Intrinsèquement, je ne sais pas si on n’est pas tous complices d’hypocrisie collective quand on souhaite bonne année à toutes ses connaissances : famille, amis, copains, collègues, vagues relations, médecin, boulanger, éboueurs, proctologue, ophtalmologiste, dentiste, facteur, poissonnier, caserne de pompiers du quartier, policiers, manifestants, employés de maison, auxiliaire de vie, aides-soignants, vegan, banquier, pharmacienne, gilets jaunes et casseurs réunis, voisins de palier, voisins du dessous, voisins d’autres résidences, patron, député, terroristes, infirmier, ambulancier, amant, maîtresse, cégétistes, numéros inconnus, défunts, sauveteurs, meilleur ami allemand, bon pote en Irlande, usagers anonymes des réseaux asociaux, fleuriste et autres fournisseurs occasionnels.

Pourquoi écris-je ça comme ça, dès le premier janvier deux mille vingt ? Parce que je sais, d’expérience, que beaucoup de gens envoient leurs vœux de façon groupée, sans aucune attention particulière aux gens à qui ils s’adressent.
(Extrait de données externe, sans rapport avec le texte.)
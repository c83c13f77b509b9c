//! Bounded set of recently accepted `client_msg_id`s.

use compact_str::CompactString;
use serde::{Deserialize, Serialize};
use std::collections::{HashSet, VecDeque};

/// Default maximum number of remembered ids.
pub const DEFAULT_MAX_SEEN_IDS: usize = 500;

/// Default retention horizon (24 hours).
pub const DEFAULT_RETENTION: time::Duration = time::Duration::hours(24);

/// Eviction limits for [`SeenIds`].
#[derive(Debug, Clone, Copy, PartialEq, Eq)]
pub struct RetentionPolicy {
    pub max_entries: usize,
    pub horizon: time::Duration,
}

impl Default for RetentionPolicy {
    fn default() -> Self {
        Self {
            max_entries: DEFAULT_MAX_SEEN_IDS,
            horizon: DEFAULT_RETENTION,
        }
    }
}

/// One remembered id and the unix time it was accepted at.
#[derive(Debug, Clone, PartialEq, Eq, Serialize, Deserialize)]
pub struct SeenEntry {
    pub id: CompactString,
    pub seen_at: i64,
}

/// Insertion-ordered id set. Entries leave from the front, either because
/// they are older than the horizon or because the set is over capacity.
#[derive(Debug, Clone, Default)]
pub struct SeenIds {
    entries: VecDeque<SeenEntry>,
    index: HashSet<CompactString>,
    policy: RetentionPolicy,
}

impl SeenIds {
    pub fn new(policy: RetentionPolicy) -> Self {
        Self {
            entries: VecDeque::new(),
            index: HashSet::new(),
            policy,
        }
    }

    /// Rebuild from persisted entries, dropping duplicates and anything the
    /// policy would already have evicted at `now`.
    pub fn from_entries(
        entries: impl IntoIterator<Item = SeenEntry>,
        policy: RetentionPolicy,
        now: i64,
    ) -> Self {
        let mut seen = Self::new(policy);
        for entry in entries {
            if seen.index.insert(entry.id.clone()) {
                seen.entries.push_back(entry);
            }
        }
        seen.evict(now);
        seen
    }

    pub fn contains(&self, id: &str) -> bool {
        self.index.contains(id)
    }

    /// Record `id` as accepted at `now`. Returns `false` if it was already
    /// present.
    pub fn insert(&mut self, id: &str, now: i64) -> bool {
        self.evict(now);
        if self.index.contains(id) {
            return false;
        }
        let id = CompactString::from(id);
        self.index.insert(id.clone());
        self.entries.push_back(SeenEntry { id, seen_at: now });
        self.evict(now);
        true
    }

    /// Drop entries past the horizon, then trim to capacity.
    pub fn evict(&mut self, now: i64) {
        let cutoff = now.saturating_sub(self.policy.horizon.whole_seconds());
        while self
            .entries
            .front()
            .is_some_and(|entry| entry.seen_at < cutoff || self.entries.len() > self.policy.max_entries)
        {
            if let Some(entry) = self.entries.pop_front() {
                self.index.remove(&entry.id);
            }
        }
    }

    pub fn entries(&self) -> impl Iterator<Item = &SeenEntry> {
        self.entries.iter()
    }

    pub fn len(&self) -> usize {
        self.entries.len()
    }

    pub fn is_empty(&self) -> bool {
        self.entries.is_empty()
    }

    pub fn policy(&self) -> RetentionPolicy {
        self.policy
    }
}
//! Long-running event sources.
//!
//! - `SidecarDrain`: drains buffered webhook deliveries, feeds `EnvelopeIntake`
//! - `HistoryPoller`: reads `conversations.history`, feeds `IngestGate`
//!
//! Both run until their shutdown `watch` channel flips to `true`.

pub mod history_poller;
pub mod sidecar_drain;

pub use history_poller::{HistoryPoller, HistorySource, PollSummary};
pub use sidecar_drain::{DrainSummary, EnvelopeSource, SidecarDrain};
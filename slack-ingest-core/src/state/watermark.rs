use super::SlackTs;

/// Highest timestamp ever accepted.
///
/// An unset watermark admits every timestamp; once set it only moves
/// forward.
#[derive(Debug, Clone, Default, PartialEq, Eq)]
pub struct Watermark(Option<SlackTs>);

impl Watermark {
    pub fn new(ts: Option<SlackTs>) -> Self {
        Self(ts)
    }

    pub fn get(&self) -> Option<&SlackTs> {
        self.0.as_ref()
    }

    pub fn is_set(&self) -> bool {
        self.0.is_some()
    }

    /// Whether an event at `ts` is newer than everything accepted so far.
    pub fn admits(&self, ts: &SlackTs) -> bool {
        match &self.0 {
            Some(current) => ts > current,
            None => true,
        }
    }

    /// The watermark after accepting an event at `ts`.
    pub fn advanced_to(&self, ts: &SlackTs) -> SlackTs {
        match &self.0 {
            Some(current) if current >= ts => current.clone(),
            _ => ts.clone(),
        }
    }

    pub(crate) fn set(&mut self, ts: SlackTs) {
        if self.admits(&ts) {
            self.0 = Some(ts);
        }
    }
}

#[cfg(test)]
#[allow(clippy::unwrap_used)]
mod tests {
    use super::*;

    fn ts(s: &str) -> SlackTs {
        s.parse().unwrap()
    }

    #[test]
    fn test_unset_admits_everything() {
        let watermark = Watermark::default();
        assert!(watermark.admits(&ts("0")));
        assert!(watermark.admits(&ts("1.0")));
        assert_eq!(watermark.advanced_to(&ts("3.0")), ts("3.0"));
    }

    #[test]
    fn test_never_moves_backwards() {
        let mut watermark = Watermark::new(Some(ts("100.1")));
        assert!(!watermark.admits(&ts("100.1")));
        assert!(!watermark.admits(&ts("50.0")));
        assert!(watermark.admits(&ts("100.2")));

        watermark.set(ts("50.0"));
        assert_eq!(watermark.get(), Some(&ts("100.1")));
        watermark.set(ts("200.0"));
        assert_eq!(watermark.get(), Some(&ts("200.0")));
    }
}
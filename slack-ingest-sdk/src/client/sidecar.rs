//! Sidecar buffer client.
//!
//! The sidecar accepts webhook POSTs on behalf of this adapter and stores
//! them verbatim. `GET /events?wait=true&source={tag}` long-polls until at
//! least one delivery for the tag is buffered (or the sidecar's own wait
//! expires) and hands back everything accumulated since the previous call.

use reqwest::Client;
use std::time::Duration;
use url::Url;

use super::{ClientError, parse_response};
use crate::objects::BufferedEnvelope;

/// Client-side timeout for one long-poll; slightly above the sidecar's
/// 30 second wait so an idle poll returns an empty list rather than timing
/// out.
pub const DEFAULT_DRAIN_TIMEOUT: Duration = Duration::from_secs(35);

/// Typed HTTP client for the sidecar `/events` endpoint.
#[derive(Debug, Clone)]
pub struct SidecarClient {
    http: Client,
    base_url: Url,
    source: String,
}

impl SidecarClient {
    /// Create a new `SidecarClient`.
    ///
    /// * `base_url` – root URL of the sidecar (e.g. `http://localhost:9999`).
    ///   A path prefix is kept: `http://host/sidecar` drains
    ///   `http://host/sidecar/events`.
    /// * `source` – source tag the sidecar files Slack deliveries under.
    pub fn new(mut base_url: Url, source: impl Into<String>) -> Self {
        if !base_url.path().ends_with('/') {
            let path = format!("{}/", base_url.path());
            base_url.set_path(&path);
        }
        let http = Client::builder()
            .timeout(DEFAULT_DRAIN_TIMEOUT)
            .build()
            .unwrap_or_else(|_| Client::new());
        Self {
            http,
            base_url,
            source: source.into(),
        }
    }

    /// Replace the default `reqwest::Client` with a custom one (e.g. to
    /// configure timeouts or a proxy).
    pub fn with_http_client(mut self, client: Client) -> Self {
        self.http = client;
        self
    }

    /// The source tag this client drains.
    pub fn source(&self) -> &str {
        &self.source
    }

    /// `GET /events?wait=true&source={tag}` – drain buffered deliveries.
    ///
    /// A response that is valid JSON but not a list is treated as empty.
    pub async fn drain(&self) -> Result<Vec<BufferedEnvelope>, ClientError> {
        let url = self.base_url.join("events")?;

        let resp = self
            .http
            .get(url)
            .query(&[("wait", "true"), ("source", self.source.as_str())])
            .send()
            .await?;

        let value: serde_json::Value = parse_response(resp).await?;
        match value {
            serde_json::Value::Array(_) => Ok(serde_json::from_value(value)?),
            _ => Ok(Vec::new()),
        }
    }
}
//! `conversations.history` response.

use serde::{Deserialize, Serialize};

use super::SlackEvent;

/// Response from the Slack `conversations.history` API.
///
/// Messages are returned newest-first.
#[derive(Debug, Clone, Default, PartialEq, Serialize, Deserialize)]
pub struct HistoryResponse {
    pub ok: bool,
    #[serde(default, skip_serializing_if = "Option::is_none")]
    pub error: Option<String>,
    #[serde(default)]
    pub messages: Vec<SlackEvent>,
    #[serde(default)]
    pub has_more: bool,
    #[serde(default, skip_serializing_if = "Option::is_none")]
    pub response_metadata: Option<ResponseMetadata>,
}

/// Pagination metadata returned by cursor-paginated Web API methods.
#[derive(Debug, Clone, Default, PartialEq, Eq, Serialize, Deserialize)]
pub struct ResponseMetadata {
    #[serde(default)]
    pub next_cursor: String,
}

impl HistoryResponse {
    /// Cursor for the next page, when Slack reports one.
    pub fn next_cursor(&self) -> Option<&str> {
        if !self.has_more {
            return None;
        }
        self.response_metadata
            .as_ref()
            .map(|meta| meta.next_cursor.as_str())
            .filter(|cursor| !cursor.is_empty())
    }
}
J’imagine très bien le fait de mettre trois mots : bonne année 2020 et de cliquer sur « envoyer à tout le répertoire » sur leur téléphone et ne même pas signer. J’avoue que je n’aime pas trop ça du tout. Mais je fais avec. D’autant qu’avec le président, nous créons des cartes personnalisées chaque fin d’année. Parce que pour nous, pour moi, c’est important, quand j’envoie mes vœux, de ne le faire qu’à une seule adresse qu’elle soit postale, téléphonique ou de courriel. Un petit mot pour chacun, ça me semble tellement plus sincère.

Et pourquoi parler d’hypocrisie collective alors que j’aurais pu parler d’hypocrisie active et d’hypocrisie passive ? L’hypocrisie active, c’est celle que j’ai évoquée dans le paragraphe précédent. L’hypocrisie passive, c’est quand on envoie des vœux à quelqu’un ou à un groupe de personnes à qui il arrivera un gros malheur dans les deux ou trois semaines qui suivent. Un gros malheur pouvant aller jusqu’à la mort. Je ne sais pas si vous l’avez remarqué, mais à chaque début d’année, sa catastrophe, naturelle ou non. Alors ma foi, sachez que si vous recevez mes vœux, j’espère que vous les prendrez pour ce qu’ils sont : des vœux sincères, pas du tout hypocrites, en tout cas, pas de façon active et que j’aime bien souhaiter la nouvelle bonne année à ceux que j’aime ou que j’aime bien.